The operators pointed out that without a shift in market dynamics and improved economic confidence, Nigeria risks long-term capital starvation at a time when infrastructure needs are expanding.
 
Also, independent investor, Amaechi Egbo, cautioned that the dominance of short-term instruments was generating a dangerous mismatch between Nigeria’s long-term development needs and the nature of capital currently available.
He noted that large-scale projects in transport, housing, energy and industrial development required patient capital that matures over decades, noting that these funds were becoming increasingly scarce in Nigeria’s current investment climate.
The consequence, he warned, could include higher refinancing risks, weakening investor confidence in major projects, prolonged development timelines and rising borrowing costs for the government.

At the state level, all the 36 states and the Federal Capital Territory (FCT), Abuja, have a total external debt of $4.811 billion and a domestic debt of N3.96 trillion as at the second quarter of 2025.
Lagos state recorded the highest domestic debt in Q2 2025 with N1.04 trillion, followed by Rivers with N364.39 billion, while Jigawa state recorded the lowest with N852.49 million, followed by Ondo with N10.64 billion.

The state also recorded the highest external debt over the reference period with $1.04 billion, followed by Kaduna with $658.70 million, while FCT had the lowest with $19.26 million, followed by Yobe with $23.08 million.
Data from the National Bureau of Statistics shows that the 36 states of the Federation have in the first nine months of 2025, received a total of N5.52 trillion from FAAC.
This figure is 41 per cent higher than the N3.92 trillion the states received during the same period in 2024.

Between 2024 and the first quarter of 2025, the 36 states and the FCT have also witnessed a drop in their debt profile.
As of the second quarter of 2024, the total debt of the 36 states and the FCT is N11.47 trillion.

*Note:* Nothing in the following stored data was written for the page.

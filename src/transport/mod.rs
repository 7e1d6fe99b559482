//! MQTT transport for motion and activity triggers.
//!
//! Wraps the rumqttc blocking client with broker address parsing, TLS
//! selection and a reconnecting subscribe loop.

mod mqtt;
mod tls;

pub use mqtt::{run_subscriber, BusMessage, BusSettings};
pub use tls::{parse_mqtt_endpoint, MqttEndpoint, TlsConfig, TlsMaterials, Verification};
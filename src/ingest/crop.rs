use anyhow::{anyhow, Context, Result};
use image::{imageops, RgbImage};
use std::str::FromStr;

/// Region of interest in source pixels, parsed from `"x,y,w,h"`.
#[derive(Clone, Copy, Debug, PartialEq, Eq)]
pub struct CropRect {
    pub x: u32,
    pub y: u32,
    pub width: u32,
    pub height: u32,
}

impl CropRect {
    /// Crop `image` to this region, clamped to the image bounds.
    ///
    /// A region lying entirely outside the image leaves it untouched.
    pub fn apply(&self, image: &RgbImage) -> RgbImage {
        let (w, h) = image.dimensions();
        if self.x >= w || self.y >= h {
            log::warn!(
                "Crop {:?} lies outside {}x{} frame; using full frame",
                self,
                w,
                h
            );
            return image.clone();
        }
        let width = self.width.min(w - self.x);
        let height = self.height.min(h - self.y);
        imageops::crop_imm(image, self.x, self.y, width, height).to_image()
    }
}

impl FromStr for CropRect {
    type Err = anyhow::Error;

    fn from_str(s: &str) -> Result<Self> {
        let parts: Vec<&str> = s.split(',').map(str::trim).collect();
        if parts.len() != 4 {
            return Err(anyhow!("crop must be 'x,y,w,h' (got '{}')", s));
        }
        let mut values = [0u32; 4];
        for (slot, part) in values.iter_mut().zip(&parts) {
            *slot = part
                .parse()
                .with_context(|| format!("invalid crop component '{}'", part))?;
        }
        let [x, y, width, height] = values;
        if width == 0 || height == 0 {
            return Err(anyhow!("crop width and height must be non-zero"));
        }
        Ok(Self {
            x,
            y,
            width,
            height,
        })
    }
}

#[cfg(test)]
mod tests {
    use super::*;

    #[test]
    fn parses_four_components() {
        let crop: CropRect = " 10, 20,300 ,200".parse().unwrap();
        assert_eq!(
            crop,
            CropRect {
                x: 10,
                y: 20,
                width: 300,
                height: 200
            }
        );
    }

    #[test]
    fn rejects_malformed_crops() {
        assert!("10,20,300".parse::<CropRect>().is_err());
        assert!("a,b,c,d".parse::<CropRect>().is_err());
        assert!("0,0,0,10".parse::<CropRect>().is_err());
    }

    #[test]
    fn apply_clamps_to_image() {
        let image = RgbImage::new(100, 80);
        let crop = CropRect {
            x: 60,
            y: 40,
            width: 100,
            height: 100,
        };
        assert_eq!(crop.apply(&image).dimensions(), (40, 40));
    }

    #[test]
    fn out_of_bounds_crop_keeps_full_frame() {
        let image = RgbImage::new(100, 80);
        let crop = CropRect {
            x: 200,
            y: 0,
            width: 10,
            height: 10,
        };
        assert_eq!(crop.apply(&image).dimensions(), (100, 80));
    }
}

This dropped to N11.32 trillion as of Q2.
Jigawa state recorded the most significant percentage reduction, cutting its debt by about 95 per cent to a low of approximately N1.06 billion by March 2025.
The state was followed by Ondo, which achieved a 77 per cent reduction, bringing its debt profile down from N71.5 billion in December 2023 to N11.76 billion by Q1 2025.
Kebbi state reduced its debt by 72 per cent, settling at around N15.10 billion in Q1 2025, while Ebonyi and Kogi states reduced their own debts by 68 per cent within the same period.
Kaduna state lowered its domestic debt by 66 per cent, to N25.01 billion in Q1 2025. Abia reduced its debt significantly, cutting N65.04 billion to stand at N48.67 billion in Q1 2025.
While some states have achieved a tremendous reduction in debt profile, indicating an improved debt position, federal borrowing has continued to surge.

Between January and October 2025, the federal government borrowed N17.36 trillion, with domestic loans amounting to N15.8 trillion and foreign loans in the first half of the year reaching N1.56 trillion.
Nigeria’s debt-to-Gross Domestic Product (GDP) ratio stands at 39.4 per cent following rebasing.

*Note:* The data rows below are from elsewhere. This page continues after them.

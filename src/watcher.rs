//! Trigger handling: cooldown decisions plus the fetch, detect and notify
//! cycles they lead to.

use anyhow::{anyhow, Result};
use image::RgbImage;
use std::collections::BTreeSet;
use std::path::PathBuf;
use std::time::Duration;

use crate::config::{NotifierConfig, TopicSettings};
use crate::cooldown::{ActivityDecision, CooldownTracker, MotionDecision};
use crate::detect::{DetectorBackend, SubjectFilter};
use crate::ingest::{CropRect, StillSource};
use crate::media::{annotate, capture_timestamp, encode_jpeg, CaptureKind, CaptureStore};
use crate::notify::{detection_caption, Notifier};

/// Time source for cooldown decisions and in-cycle waits.
pub trait Clock: Send {
    fn now_epoch_s(&self) -> u64;
    fn sleep(&self, duration: Duration);
}

#[derive(Clone, Copy, Debug, Default)]
pub struct SystemClock;

impl Clock for SystemClock {
    fn now_epoch_s(&self) -> u64 {
        crate::now_epoch_s()
    }

    fn sleep(&self, duration: Duration) {
        std::thread::sleep(duration);
    }
}

/// A bus message the watcher reacts to.
#[derive(Clone, Copy, Debug, PartialEq, Eq)]
pub enum Trigger {
    /// Motion sensor reported `ON`.
    Motion,
    /// Tray activity sensor reported `1`.
    Activity,
}

impl Trigger {
    /// Map a bus message to a trigger. Anything else is ignored.
    pub fn classify(topics: &TopicSettings, topic: &str, payload: &[u8]) -> Option<Self> {
        let payload = match std::str::from_utf8(payload) {
            Ok(payload) => payload.trim(),
            Err(_) => {
                log::debug!("Ignoring non UTF-8 payload on {}", topic);
                return None;
            }
        };
        if topic == topics.motion && payload.eq_ignore_ascii_case("ON") {
            Some(Self::Motion)
        } else if topic == topics.activity && payload == "1" {
            Some(Self::Activity)
        } else {
            None
        }
    }
}

/// Result of handling one trigger.
#[derive(Clone, Debug, PartialEq, Eq)]
pub enum Outcome {
    /// Motion suppressed by an open window.
    CooldownActive { remaining_s: u64 },
    /// Full cycle sent the animation.
    Notified { subjects: BTreeSet<String> },
    /// Full cycle found no subject above threshold.
    NothingDetected,
    /// Activity outside any window.
    NoWindow,
    /// Re-check found only subjects already notified in this window.
    AlreadyNotified,
    /// Re-check sent a photo for subjects new to this window.
    Upgraded { subjects: BTreeSet<String> },
    /// A cycle step failed. State was left untouched.
    Failed { reason: String },
}

#[derive(Clone, Debug)]
pub struct WatcherSettings {
    pub settle_delay: Duration,
    pub frame_interval: Duration,
    pub frame_count: usize,
    pub animation_crop: Option<CropRect>,
    pub snapshot_crop: Option<CropRect>,
}

impl WatcherSettings {
    pub fn from_config(cfg: &NotifierConfig) -> Self {
        Self {
            settle_delay: cfg.timing.settle_delay,
            frame_interval: cfg.timing.frame_interval,
            frame_count: cfg.timing.frame_count(),
            animation_crop: cfg.camera.animation_crop,
            snapshot_crop: cfg.camera.snapshot_crop,
        }
    }
}

/// Something that consumes triggers one at a time.
pub trait TriggerHandler: Send + 'static {
    fn handle(&mut self, trigger: Trigger) -> Outcome;
}

/// Owns the cooldown state and every collaborator a cycle needs.
pub struct Watcher<S, D, N, C> {
    source: S,
    detector: D,
    filter: SubjectFilter,
    notifier: N,
    store: CaptureStore,
    clock: C,
    tracker: CooldownTracker,
    settings: WatcherSettings,
}

impl<S, D, N, C> Watcher<S, D, N, C>
where
    S: StillSource,
    D: DetectorBackend,
    N: Notifier,
    C: Clock,
{
    #[allow(clippy::too_many_arguments)]
    pub fn new(
        source: S,
        detector: D,
        filter: SubjectFilter,
        notifier: N,
        store: CaptureStore,
        clock: C,
        tracker: CooldownTracker,
        settings: WatcherSettings,
    ) -> Self {
        Self {
            source,
            detector,
            filter,
            notifier,
            store,
            clock,
            tracker,
            settings,
        }
    }

    pub fn tracker(&self) -> &CooldownTracker {
        &self.tracker
    }

    pub fn detector(&self) -> &D {
        &self.detector
    }

    pub fn notifier(&self) -> &N {
        &self.notifier
    }

    pub fn notifier_mut(&mut self) -> &mut N {
        &mut self.notifier
    }

    fn dispatch(&mut self, trigger: Trigger) -> Result<Outcome> {
        let now = self.clock.now_epoch_s();
        match trigger {
            Trigger::Motion => self.on_motion(now),
            Trigger::Activity => self.on_activity(now),
        }
    }

    fn on_motion(&mut self, now: u64) -> Result<Outcome> {
        if let MotionDecision::Cooldown { remaining_s } = self.tracker.on_motion(now) {
            log::info!("Motion ignored due to cooldown ({}s remaining).", remaining_s);
            return Ok(Outcome::CooldownActive { remaining_s });
        }
        log::info!("Motion detected. Processing image.");
        self.clock.sleep(self.settings.settle_delay);
        self.full_cycle(now)
    }

    fn full_cycle(&mut self, now: u64) -> Result<Outcome> {
        let animation = self.capture_animation()?;

        let still = self.source.fetch_still()?;
        let timestamp = capture_timestamp();
        if let Err(e) = self.store.save_capture(CaptureKind::Motion, &still, &timestamp) {
            log::warn!("Failed to save motion capture: {:#}", e);
        }

        log::info!("Running detection ({})...", self.detector.name());
        let detections = self.detector.detect(&still)?;
        let subjects = self.filter.select(&detections);

        let annotated = annotate(&still, &detections, &self.filter);
        if let Err(e) = self
            .store
            .save_capture(CaptureKind::MotionAnnotated, &annotated, &timestamp)
        {
            log::warn!("Failed to save annotated capture: {:#}", e);
        }

        if subjects.is_empty() {
            log::info!("No subject detected. Skipping notification.");
            return Ok(Outcome::NothingDetected);
        }

        let caption = detection_caption(&subjects);
        log::info!("{}", caption);
        self.notifier.send_animation(&caption, &animation)?;
        self.tracker.record_full_cycle(&subjects, now);
        Ok(Outcome::Notified { subjects })
    }

    /// Sample `frame_count` stills at the frame interval and encode them.
    fn capture_animation(&mut self) -> Result<PathBuf> {
        let scratch = self.store.scratch()?;
        let mut frames: Vec<RgbImage> = Vec::with_capacity(self.settings.frame_count);
        for index in 0..self.settings.frame_count {
            match self.source.fetch_frame() {
                Ok(still) => {
                    let frame = match self.settings.animation_crop {
                        Some(crop) => crop.apply(&still),
                        None => still,
                    };
                    if let Err(e) = scratch.write_frame(index, &frame) {
                        log::warn!("Failed to write frame {}: {:#}", index, e);
                    }
                    frames.push(frame);
                }
                Err(e) => log::warn!("Error fetching frame {}: {:#}", index, e),
            }
            self.clock.sleep(self.settings.frame_interval);
        }
        if frames.is_empty() {
            return Err(anyhow!(
                "no frames captured out of {}",
                self.settings.frame_count
            ));
        }
        self.store
            .assemble_animation(&frames, self.settings.frame_interval)
    }

    fn on_activity(&mut self, now: u64) -> Result<Outcome> {
        match self.tracker.on_activity(now) {
            ActivityDecision::Recheck => {}
            ActivityDecision::NoWindow | ActivityDecision::WindowExpired => {
                log::debug!("Activity outside a cooldown window. Ignoring.");
                return Ok(Outcome::NoWindow);
            }
        }
        log::info!("Additional activity detected during cooldown.");

        let still = self.source.fetch_still()?;
        let detections = self.detector.detect(&still)?;
        let found = self.filter.select(&detections);
        let new_subjects = self.tracker.new_subjects(&found);
        if new_subjects.is_empty() {
            log::info!("Subject(s) already notified in this cooldown. Ignoring.");
            return Ok(Outcome::AlreadyNotified);
        }

        let caption = detection_caption(&new_subjects);
        log::info!(
            "New subject(s) detected during cooldown: {}",
            join(&new_subjects)
        );
        if let Err(e) = self
            .store
            .save_capture(CaptureKind::Activity, &still, &capture_timestamp())
        {
            log::warn!("Failed to save activity capture: {:#}", e);
        }
        let photo = match self.settings.snapshot_crop {
            Some(crop) => crop.apply(&still),
            None => still,
        };
        self.notifier.send_photo(&caption, encode_jpeg(&photo)?)?;
        self.tracker.record_recheck(&new_subjects, now);
        log::info!(
            "Notified subjects now: {}",
            join(self.tracker.notified_subjects())
        );
        Ok(Outcome::Upgraded {
            subjects: new_subjects,
        })
    }
}

impl<S, D, N, C> TriggerHandler for Watcher<S, D, N, C>
where
    S: StillSource + 'static,
    D: DetectorBackend + 'static,
    N: Notifier + 'static,
    C: Clock + 'static,
{
    /// Run one trigger to completion. Errors are logged and reported as
    /// [`Outcome::Failed`]; they never escape.
    fn handle(&mut self, trigger: Trigger) -> Outcome {
        match self.dispatch(trigger) {
            Ok(outcome) => outcome,
            Err(e) => {
                log::error!("Error handling {:?} trigger: {:#}", trigger, e);
                Outcome::Failed {
                    reason: format!("{:#}", e),
                }
            }
        }
    }
}

fn join(subjects: &BTreeSet<String>) -> String {
    subjects
        .iter()
        .map(String::as_str)
        .collect::<Vec<_>>()
        .join(", ")
}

With the latest update, the debt stock to GDP has crossed 40 per cent, even as analysts estimate that current spending pressures may raise the figure closer to over 50 per cent – well above the government’s 40 per cent threshold.
Debt servicing is projected to consume N15.81 trillion in the 2025 budget, accounting for 45 per cent of projected revenues.

With the naira’s steep depreciation inflating repayment costs, operators warned that continued borrowing was crowding out private-sector investment, pushing up interest rates and stoking inflation.

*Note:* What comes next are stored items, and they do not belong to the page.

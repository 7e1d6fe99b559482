use anyhow::{anyhow, Result};
use rumqttc::{Client, Connection, Event, MqttOptions, Packet, QoS};
use std::sync::atomic::{AtomicBool, Ordering};
use std::time::{Duration, Instant};

use crate::config::MqttSettings;
use crate::transport::tls::{parse_mqtt_endpoint, MqttEndpoint, TlsConfig, TlsMaterials, Verification};

const KEEP_ALIVE: Duration = Duration::from_secs(60);
const RECONNECT_DELAY: Duration = Duration::from_secs(5);
const POLL_INTERVAL: Duration = Duration::from_secs(1);
const REQUEST_CAPACITY: usize = 10;

/// Everything needed to (re)connect and subscribe.
#[derive(Clone, Debug)]
pub struct BusSettings {
    pub endpoint: MqttEndpoint,
    pub tls: TlsConfig,
    pub client_id: String,
    pub username: Option<String>,
    pub password: Option<String>,
    pub topics: Vec<String>,
}

impl BusSettings {
    pub fn from_config(mqtt: &MqttSettings, topics: Vec<String>) -> Result<Self> {
        let endpoint = parse_mqtt_endpoint(&mqtt.broker, mqtt.port, mqtt.use_tls)?;
        let materials = TlsMaterials::load(
            mqtt.ca_path.as_deref(),
            mqtt.client_cert_path.as_deref(),
            mqtt.client_key_path.as_deref(),
        )?;
        let verification = if mqtt.tls_insecure {
            Verification::Insecure
        } else {
            Verification::Verify
        };
        if topics.is_empty() {
            return Err(anyhow!("no MQTT topics to subscribe to"));
        }
        Ok(Self {
            endpoint,
            tls: TlsConfig {
                verification,
                materials,
            },
            client_id: mqtt.client_id.clone(),
            username: mqtt.username.clone(),
            password: mqtt.password.clone(),
            topics,
        })
    }
}

/// A received publish.
#[derive(Clone, Debug, PartialEq, Eq)]
pub struct BusMessage {
    pub topic: String,
    pub payload: Vec<u8>,
}

impl BusMessage {
    pub fn payload_str(&self) -> std::borrow::Cow<'_, str> {
        String::from_utf8_lossy(&self.payload)
    }
}

fn connect(settings: &BusSettings) -> Result<(Client, Connection)> {
    let mut options = MqttOptions::new(
        settings.client_id.clone(),
        settings.endpoint.host.clone(),
        settings.endpoint.port,
    );
    options.set_keep_alive(KEEP_ALIVE);
    options.set_clean_session(true);
    if let Some(user) = settings.username.as_deref() {
        options.set_credentials(user, settings.password.as_deref().unwrap_or_default());
    }
    options.set_transport(settings.tls.build_transport(&settings.endpoint)?);

    let (client, connection) = Client::new(options, REQUEST_CAPACITY);
    for topic in &settings.topics {
        client.subscribe(topic.as_str(), QoS::AtMostOnce)?;
    }
    log::info!(
        "Connecting to MQTT broker {}:{} (TLS: {}, verification: {}, auth: {})",
        settings.endpoint.host,
        settings.endpoint.port,
        settings.endpoint.use_tls,
        settings.tls.verification,
        settings.username.is_some()
    );
    Ok((client, connection))
}

/// Subscribe to the configured topics and hand every publish to `on_message`
/// until `shutdown` is set.
///
/// Connection errors are logged and retried after a fixed delay. Only
/// configuration errors (bad TLS material) are returned.
pub fn run_subscriber<F>(settings: &BusSettings, shutdown: &AtomicBool, mut on_message: F) -> Result<()>
where
    F: FnMut(BusMessage),
{
    while !shutdown.load(Ordering::SeqCst) {
        let (client, mut connection) = connect(settings)?;

        while !shutdown.load(Ordering::SeqCst) {
            match connection.recv_timeout(POLL_INTERVAL) {
                Ok(Ok(Event::Incoming(Packet::ConnAck(ack)))) => {
                    log::info!(
                        "Connected to MQTT broker ({:?}), subscribed to {}",
                        ack.code,
                        settings.topics.join(", ")
                    );
                }
                Ok(Ok(Event::Incoming(Packet::Publish(publish)))) => {
                    on_message(BusMessage {
                        topic: publish.topic.clone(),
                        payload: publish.payload.to_vec(),
                    });
                }
                Ok(Ok(_)) => {}
                Ok(Err(e)) => {
                    log::error!("MQTT connection error: {}. Reconnecting...", e);
                    break;
                }
                // Nothing arrived within the poll interval.
                Err(rumqttc::RecvTimeoutError::Timeout) => {}
                Err(rumqttc::RecvTimeoutError::Disconnected) => {
                    log::warn!("MQTT connection closed. Reconnecting...");
                    break;
                }
            }
        }

        if shutdown.load(Ordering::SeqCst) {
            if let Err(e) = client.disconnect() {
                log::debug!("MQTT disconnect failed: {}", e);
            }
            break;
        }
        drop(client);
        sleep_unless_shutdown(RECONNECT_DELAY, shutdown);
    }
    log::info!("MQTT subscriber stopped");
    Ok(())
}

fn sleep_unless_shutdown(delay: Duration, shutdown: &AtomicBool) {
    let deadline = Instant::now() + delay;
    while !shutdown.load(Ordering::SeqCst) {
        let now = Instant::now();
        if now >= deadline {
            break;
        }
        std::thread::sleep((deadline - now).min(Duration::from_millis(200)));
    }
}
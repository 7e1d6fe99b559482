//! litterwatch
//!
//! Watches a litter tray. Motion events arrive over MQTT; an accepted event
//! samples stills from an HTTP camera into a looping GIF, runs object
//! detection on a fresh still and, when a configured subject is found,
//! sends the animation to a Telegram chat.
//!
//! A cooldown window follows every notification. Motion inside the window is
//! ignored, while tray activity triggers a cheap re-check that only notifies
//! about subjects not yet reported in that window.
//!
//! # Module Structure
//!
//! - `config`: file + environment configuration
//! - `transport`: MQTT connection, TLS, subscribe loop
//! - `ingest`: HTTP still source and cropping
//! - `detect`: detector backends and subject filtering
//! - `media`: GIF assembly, annotated captures, capture store
//! - `notify`: Telegram notifier
//! - `cooldown`: window state machine
//! - `watcher`: trigger handling and cycles
//! - `dispatch`: worker thread and bounded trigger queue

use std::time::{SystemTime, UNIX_EPOCH};

pub mod config;
pub mod cooldown;
pub mod detect;
pub mod dispatch;
pub mod ingest;
pub mod logging;
pub mod media;
pub mod notify;
pub mod transport;
pub mod watcher;

pub use config::NotifierConfig;
pub use cooldown::{ActivityDecision, CooldownTracker, MotionDecision};
pub use detect::{Detection, DetectorBackend, StubBackend, SubjectFilter};
pub use dispatch::Dispatcher;
pub use ingest::{HttpStillSource, StillSource};
pub use media::CaptureStore;
pub use notify::{Notifier, TelegramNotifier};
pub use watcher::{Clock, Outcome, SystemClock, Trigger, TriggerHandler, Watcher, WatcherSettings};

/// Seconds since the Unix epoch. A clock set before 1970 reads as zero.
pub fn now_epoch_s() -> u64 {
    SystemTime::now()
        .duration_since(UNIX_EPOCH)
        .map(|d| d.as_secs())
        .unwrap_or(0)
}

With the short-term investment dominance and rising public debt, Egbo expressed fear that the country may be drifting towards a cycle in which immediate returns overshadow long-term economic vision.

He further stressed the need for stronger policy reforms, incentives for long-tenor investments, and deeper capital-market development to prevent Nigeria from sacrificing its developmental trajectory to short-term financial pressures.